Facilities Maintenance Training Program Grows Our Own Employees for Skilled Positions

It was another day in Zone 5 of Kent State’s maintenance detail, and maintenance facilities worker Beth Smerchansky pushed a cart loaded with a tool bag and a wet/dry vacuum to a job in the Kent Student Center. 

Smerchansky, of Ravenna, normally performs general maintenance work in the student center, the Warren Student Recreation and Wellness Center, DeWeese Health Center and the Ice Arena. 

But what was different that day was that Smerchansky performed skilled duties that she has been learning in a training program that is changing the trajectory of her career and that of a crew of eight more trainees. 

On this day, Smerchansky went behind the scenes on the second floor of the student center to work on an air conditioning unit. 

Beth Smerchansky has worked in maintenance at Kent State for five years.

She knelt and used a power screwdriver to remove two screws from the outer covering of the unit, which she had previously learned how to clean in training. Then she used a paint brush to lightly remove debris in light vertical strokes.   

Smerchansky is impressed with the skills she has acquired since beginning the program in October. 

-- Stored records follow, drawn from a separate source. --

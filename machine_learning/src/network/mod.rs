mod bigram;
mod mlp;

pub use bigram::Bigram;
pub use mlp::Mlp;

use std::collections::BTreeMap;

use ndarray::{Array1, Array2, ArrayView1, ArrayView2, Axis};

use crate::{Gradients, MlErr, Mode, Result, Tensor, VariableSpec, VariableView};

/// Sizing the network needs before declaring its variables.
#[derive(Debug, Clone, PartialEq, Eq)]
pub struct NetworkParams {
    /// The shape of one sample, without the batch axis.
    pub input_shape: Vec<usize>,
    /// The amount of classes, or the vocabulary size.
    pub num_outputs: usize,
    pub hidden_units: usize,
}

/// What a forward pass produces.
#[derive(Debug, Clone)]
pub struct NetOutput {
    /// One row per prediction.
    pub logits: Array2<f32>,
    pub aux: BTreeMap<String, Tensor>,
}

/// A differentiable function from a batch of inputs to logits.
///
/// Networks hold no values; every variable is read through a `VariableView` by the names
/// `variables` declares.
pub trait Network: Send + Sync {
    fn name(&self) -> &str;

    /// Declares every variable the network reads.
    fn variables(&self, params: &NetworkParams) -> Vec<VariableSpec>;

    /// Runs the forward pass.
    ///
    /// # Arguments
    /// * `vars` - Where the variables are read from.
    /// * `inputs` - A batch of inputs, the first axis is the batch.
    /// * `params` - The sizing used to declare the variables.
    /// * `mode` - The mode the pass runs in.
    fn forward(
        &self,
        vars: &dyn VariableView,
        inputs: &Tensor,
        params: &NetworkParams,
        mode: Mode,
    ) -> Result<NetOutput>;

    /// Computes the gradient of every variable given the gradient of the logits.
    ///
    /// # Arguments
    /// * `vars` - Where the variables are read from.
    /// * `inputs` - The batch the logits were computed from.
    /// * `params` - The sizing used to declare the variables.
    /// * `d_logits` - The gradient of the loss with respect to the logits.
    fn backward(
        &self,
        vars: &dyn VariableView,
        inputs: &Tensor,
        params: &NetworkParams,
        d_logits: ArrayView2<f32>,
    ) -> Result<Gradients>;
}

/// Computes `x · w + b`, checking the shapes first.
pub(crate) fn affine(
    x: ArrayView2<f32>,
    w: ArrayView2<f32>,
    b: ArrayView1<f32>,
    what: &str,
) -> Result<Array2<f32>> {
    if x.ncols() != w.nrows() || w.ncols() != b.len() {
        return Err(MlErr::ShapeMismatch {
            what: what.to_string(),
            got: vec![x.nrows(), x.ncols()],
            expected: vec![x.nrows(), w.nrows()],
        });
    }

    Ok(x.dot(&w) + &b)
}

/// The gradients of `x · w + b` with respect to `w`, `b` and `x`.
pub(crate) fn affine_backward(
    x: ArrayView2<f32>,
    w: ArrayView2<f32>,
    d: ArrayView2<f32>,
) -> (Array2<f32>, Array1<f32>, Array2<f32>) {
    let dw = x.t().dot(&d);
    let db = d.sum_axis(Axis(0));
    let dx = d.dot(&w.t());
    (dw, db, dx)
}

#[cfg(test)]
pub(crate) mod testing {
    use std::collections::BTreeMap;

    use ndarray::Array2;
    use rand::{SeedableRng, rngs::StdRng};
    use rand_distr::{Distribution, Normal};

    use super::{Network, NetworkParams};
    use crate::{
        Mode, Tensor,
        loss::{LossFn, SparseSoftmaxCrossEntropy},
    };

    /// Random values for every declared variable.
    pub fn random_vars(net: &dyn Network, params: &NetworkParams) -> BTreeMap<String, Tensor> {
        let mut rng = StdRng::seed_from_u64(7);
        let normal = Normal::new(0., 0.5).unwrap();

        net.variables(params)
            .into_iter()
            .map(|spec| {
                let values = (0..spec.numel()).map(|_| normal.sample(&mut rng)).collect();
                let t = Tensor::from_shape_vec(spec.shape.clone(), values).unwrap();
                (spec.name, t)
            })
            .collect()
    }

    fn loss_of(
        net: &dyn Network,
        vars: &BTreeMap<String, Tensor>,
        inputs: &Tensor,
        params: &NetworkParams,
        labels: &[usize],
    ) -> f32 {
        let out = net.forward(vars, inputs, params, Mode::Train).unwrap();
        SparseSoftmaxCrossEntropy.loss(out.logits.view(), labels)
    }

    /// Compares the analytic gradient of every variable with central differences.
    pub fn check_gradients(
        net: &dyn Network,
        params: &NetworkParams,
        inputs: &Tensor,
        labels: &[usize],
    ) {
        let vars = random_vars(net, params);
        let out = net.forward(&vars, inputs, params, Mode::Train).unwrap();
        let d: Array2<f32> = SparseSoftmaxCrossEntropy.loss_prime(out.logits.view(), labels);
        let grads = net.backward(&vars, inputs, params, d.view()).unwrap();

        assert_eq!(grads.len(), vars.len());

        let eps = 1e-3;
        for (name, grad) in grads.iter() {
            for i in 0..grad.len() {
                let mut plus = vars.clone();
                plus.get_mut(name).unwrap().as_slice_mut().unwrap()[i] += eps;
                let mut minus = vars.clone();
                minus.get_mut(name).unwrap().as_slice_mut().unwrap()[i] -= eps;

                let numeric = (loss_of(net, &plus, inputs, params, labels)
                    - loss_of(net, &minus, inputs, params, labels))
                    / (2. * eps);
                let analytic = grad.as_slice().unwrap()[i];

                assert!(
                    (numeric - analytic).abs() < 1e-2,
                    "{name}[{i}]: numeric {numeric}, analytic {analytic}"
                );
            }
        }
    }
}
use std::{error::Error, io};

use machine_learning::MlErr;
use parameter_server::StoreErr;
use thiserror::Error;

/// The result type used in the entire orchestrator.
pub type Result<T> = std::result::Result<T, OrchestratorError>;

/// The error type callbacks return from their hooks.
pub type BoxError = Box<dyn Error + Send + Sync>;

/// All errors that can occur while running a job.
#[derive(Debug, Error)]
pub enum OrchestratorError {
    /// Malformed or contradictory configuration, caught before any replica is built.
    #[error("invalid configuration: {0}")]
    Configuration(String),

    /// Dataset metadata the model needs is missing.
    #[error("dataset unavailable: {0}")]
    DatasetUnavailable(String),

    /// A restored variable doesn't have the shape of the variable it's restored into.
    #[error("can't restore `{name}`: checkpoint shape {checkpoint:?}, model shape {model:?}")]
    RestoreMismatch {
        name: String,
        checkpoint: Vec<usize>,
        model: Vec<usize>,
    },

    /// A replica or the optimizer step failed.
    #[error("step {step} failed on device {device}: {source}")]
    StepExecution {
        step: u64,
        device: usize,
        #[source]
        source: Box<OrchestratorError>,
    },

    /// A callback hook failed.
    #[error("callback `{name}` failed: {source}")]
    Callback {
        name: String,
        #[source]
        source: BoxError,
    },

    #[error(transparent)]
    Store(StoreErr),

    #[error(transparent)]
    Ml(#[from] MlErr),

    #[error(transparent)]
    Io(#[from] io::Error),

    #[error(transparent)]
    Json(#[from] serde_json::Error),
}

impl From<StoreErr> for OrchestratorError {
    fn from(e: StoreErr) -> Self {
        match e {
            StoreErr::RestoreMismatch {
                name,
                checkpoint,
                store,
            } => Self::RestoreMismatch {
                name,
                checkpoint,
                model: store,
            },
            e => Self::Store(e),
        }
    }
}

impl OrchestratorError {
    /// Wraps `self` as the failure of `device` during `step`.
    pub(crate) fn at_step(self, step: u64, device: usize) -> Self {
        Self::StepExecution {
            step,
            device,
            source: Box::new(self),
        }
    }
}
use super::{Callback, Flow, RunContext};
use crate::{
    error::{BoxError, OrchestratorError, Result},
    runner::AggregatedResult,
};

/// Dispatches every hook to every callback in registration order.
///
/// The first failing callback aborts the dispatch and the run.
#[derive(Default)]
pub struct CallbackPipeline {
    callbacks: Vec<Box<dyn Callback>>,
}

impl CallbackPipeline {
    pub fn new(callbacks: Vec<Box<dyn Callback>>) -> Self {
        Self { callbacks }
    }

    pub fn push(&mut self, callback: Box<dyn Callback>) {
        self.callbacks.push(callback);
    }

    pub fn len(&self) -> usize {
        self.callbacks.len()
    }

    pub fn is_empty(&self) -> bool {
        self.callbacks.is_empty()
    }

    pub fn names(&self) -> impl Iterator<Item = &str> {
        self.callbacks.iter().map(|c| c.name())
    }

    pub fn before_run(&mut self, ctx: &RunContext) -> Result<()> {
        for callback in &mut self.callbacks {
            callback
                .before_run(ctx)
                .map_err(|e| failed(callback.as_ref(), e))?;
        }
        Ok(())
    }

    /// Dispatches `after_step`.
    ///
    /// # Returns
    /// `Flow::Stop` if any callback asked to stop, once every callback ran.
    pub fn after_step(&mut self, ctx: &RunContext, outputs: &AggregatedResult) -> Result<Flow> {
        let mut flow = Flow::Continue;
        for callback in &mut self.callbacks {
            if callback
                .after_step(ctx, outputs)
                .map_err(|e| failed(callback.as_ref(), e))?
                == Flow::Stop
            {
                flow = Flow::Stop;
            }
        }
        Ok(flow)
    }

    pub fn after_run(&mut self, ctx: &RunContext) -> Result<()> {
        for callback in &mut self.callbacks {
            callback
                .after_run(ctx)
                .map_err(|e| failed(callback.as_ref(), e))?;
        }
        Ok(())
    }
}

fn failed(callback: &dyn Callback, source: BoxError) -> OrchestratorError {
    OrchestratorError::Callback {
        name: callback.name().to_string(),
        source,
    }
}

#[cfg(test)]
mod tests {
    use std::{path::Path, sync::Arc};

    use machine_learning::Mode;
    use parking_lot::Mutex;

    use super::*;

    struct Recorder {
        name: &'static str,
        log: Arc<Mutex<Vec<String>>>,
        fail_on_step: bool,
        stop: bool,
    }

    impl Recorder {
        fn new(name: &'static str, log: &Arc<Mutex<Vec<String>>>) -> Self {
            Self {
                name,
                log: Arc::clone(log),
                fail_on_step: false,
                stop: false,
            }
        }

        fn record(&self, hook: &str) {
            self.log.lock().push(format!("{}:{hook}", self.name));
        }
    }

    impl Callback for Recorder {
        fn name(&self) -> &str {
            self.name
        }

        fn before_run(&mut self, _ctx: &RunContext) -> std::result::Result<(), BoxError> {
            self.record("before_run");
            Ok(())
        }

        fn after_step(
            &mut self,
            _ctx: &RunContext,
            _outputs: &AggregatedResult,
        ) -> std::result::Result<Flow, BoxError> {
            self.record("after_step");
            if self.fail_on_step {
                return Err("boom".into());
            }
            Ok(if self.stop { Flow::Stop } else { Flow::Continue })
        }

        fn after_run(&mut self, _ctx: &RunContext) -> std::result::Result<(), BoxError> {
            self.record("after_run");
            Ok(())
        }
    }

    fn ctx() -> RunContext<'static> {
        RunContext {
            mode: Mode::Train,
            global_step: 1,
            step: 1,
            max_steps: 1,
            global_batch_size: 1,
            model_dir: Path::new("."),
        }
    }

    #[test]
    fn hooks_run_in_registration_order() {
        let log = Arc::new(Mutex::new(Vec::new()));
        let mut pipeline = CallbackPipeline::new(vec![
            Box::new(Recorder::new("timer", &log)),
            Box::new(Recorder::new("logger", &log)),
        ]);

        pipeline.before_run(&ctx()).unwrap();
        let flow = pipeline.after_step(&ctx(), &AggregatedResult::default()).unwrap();
        pipeline.after_run(&ctx()).unwrap();

        assert_eq!(flow, Flow::Continue);
        assert_eq!(
            *log.lock(),
            vec![
                "timer:before_run",
                "logger:before_run",
                "timer:after_step",
                "logger:after_step",
                "timer:after_run",
                "logger:after_run",
            ]
        );
    }

    #[test]
    fn a_failing_callback_stops_the_dispatch() {
        let log = Arc::new(Mutex::new(Vec::new()));
        let mut failing = Recorder::new("checker", &log);
        failing.fail_on_step = true;
        let mut pipeline = CallbackPipeline::new(vec![
            Box::new(failing),
            Box::new(Recorder::new("logger", &log)),
        ]);

        let err = pipeline
            .after_step(&ctx(), &AggregatedResult::default())
            .unwrap_err();

        assert!(matches!(err, OrchestratorError::Callback { ref name, .. } if name == "checker"));
        assert_eq!(*log.lock(), vec!["checker:after_step"]);
    }

    #[test]
    fn any_stop_request_stops_after_every_callback_ran() {
        let log = Arc::new(Mutex::new(Vec::new()));
        let mut stopper = Recorder::new("stopper", &log);
        stopper.stop = true;
        let mut pipeline = CallbackPipeline::new(vec![
            Box::new(stopper),
            Box::new(Recorder::new("logger", &log)),
        ]);

        let flow = pipeline.after_step(&ctx(), &AggregatedResult::default()).unwrap();

        assert_eq!(flow, Flow::Stop);
        assert_eq!(log.lock().len(), 2);
    }
}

“I like the program,” said Smerchansky, who happens to be the only woman in the group. “I have learned how to change electrical plugs on vacuum cleaners and serviced different HVAC units. I’ve done soldering and brazing for the lines that go to the air conditioning. Right now, I’m only learning, but the guys have been great. They take me out to get hands-on experience with it.” 

Smerchansky learns new skills twice a week from 11 a.m. to 3 p.m. in the program. The Association of Building Contractors provides the training.  

There have been shortages in skilled maintenance workers because of several factors, including the pandemic and the resignations precipitated by it. So to meet the problem head on, Kent State is tapping in to its talent pool of workers who are already employed by the university. 

Kent State will fill its maintenance mechanic spots from within from a pool of workers in a two-year training program.

“How do we grow our own?” Doug Pearson, associate vice president of facilities, planning and operations, said in an article in facilitiesnet.com. “Is there a way to put a program together where we can take custodians or grounds laborers and train them with an opportunity for them to (be promoted) into the building maintenance mechanic position?” 

Cuyahoga Falls resident John Victoria has worked at Kent State since 2008 as a maintenance facilities worker, and before that as a custodian.  

The apprenticeship program immediately appealed to him because it was his path for advancement from his position that would not involve going into management, which was something that he had considered, but ended up not feeling was right for him. 

“I came into the program quite green as someone who wasn’t necessarily mechanically inclined, so much of what I have been learning in the program is the kind of common-sense basics that someone who has been working in the field would have picked up from the job,” Victoria said. “I’ve found it very valuable in that way. I’ve also appreciated the camaraderie that I’ve been able to build with the other people in the program, which I hope will prove invaluable as we all continue on here at Kent State.”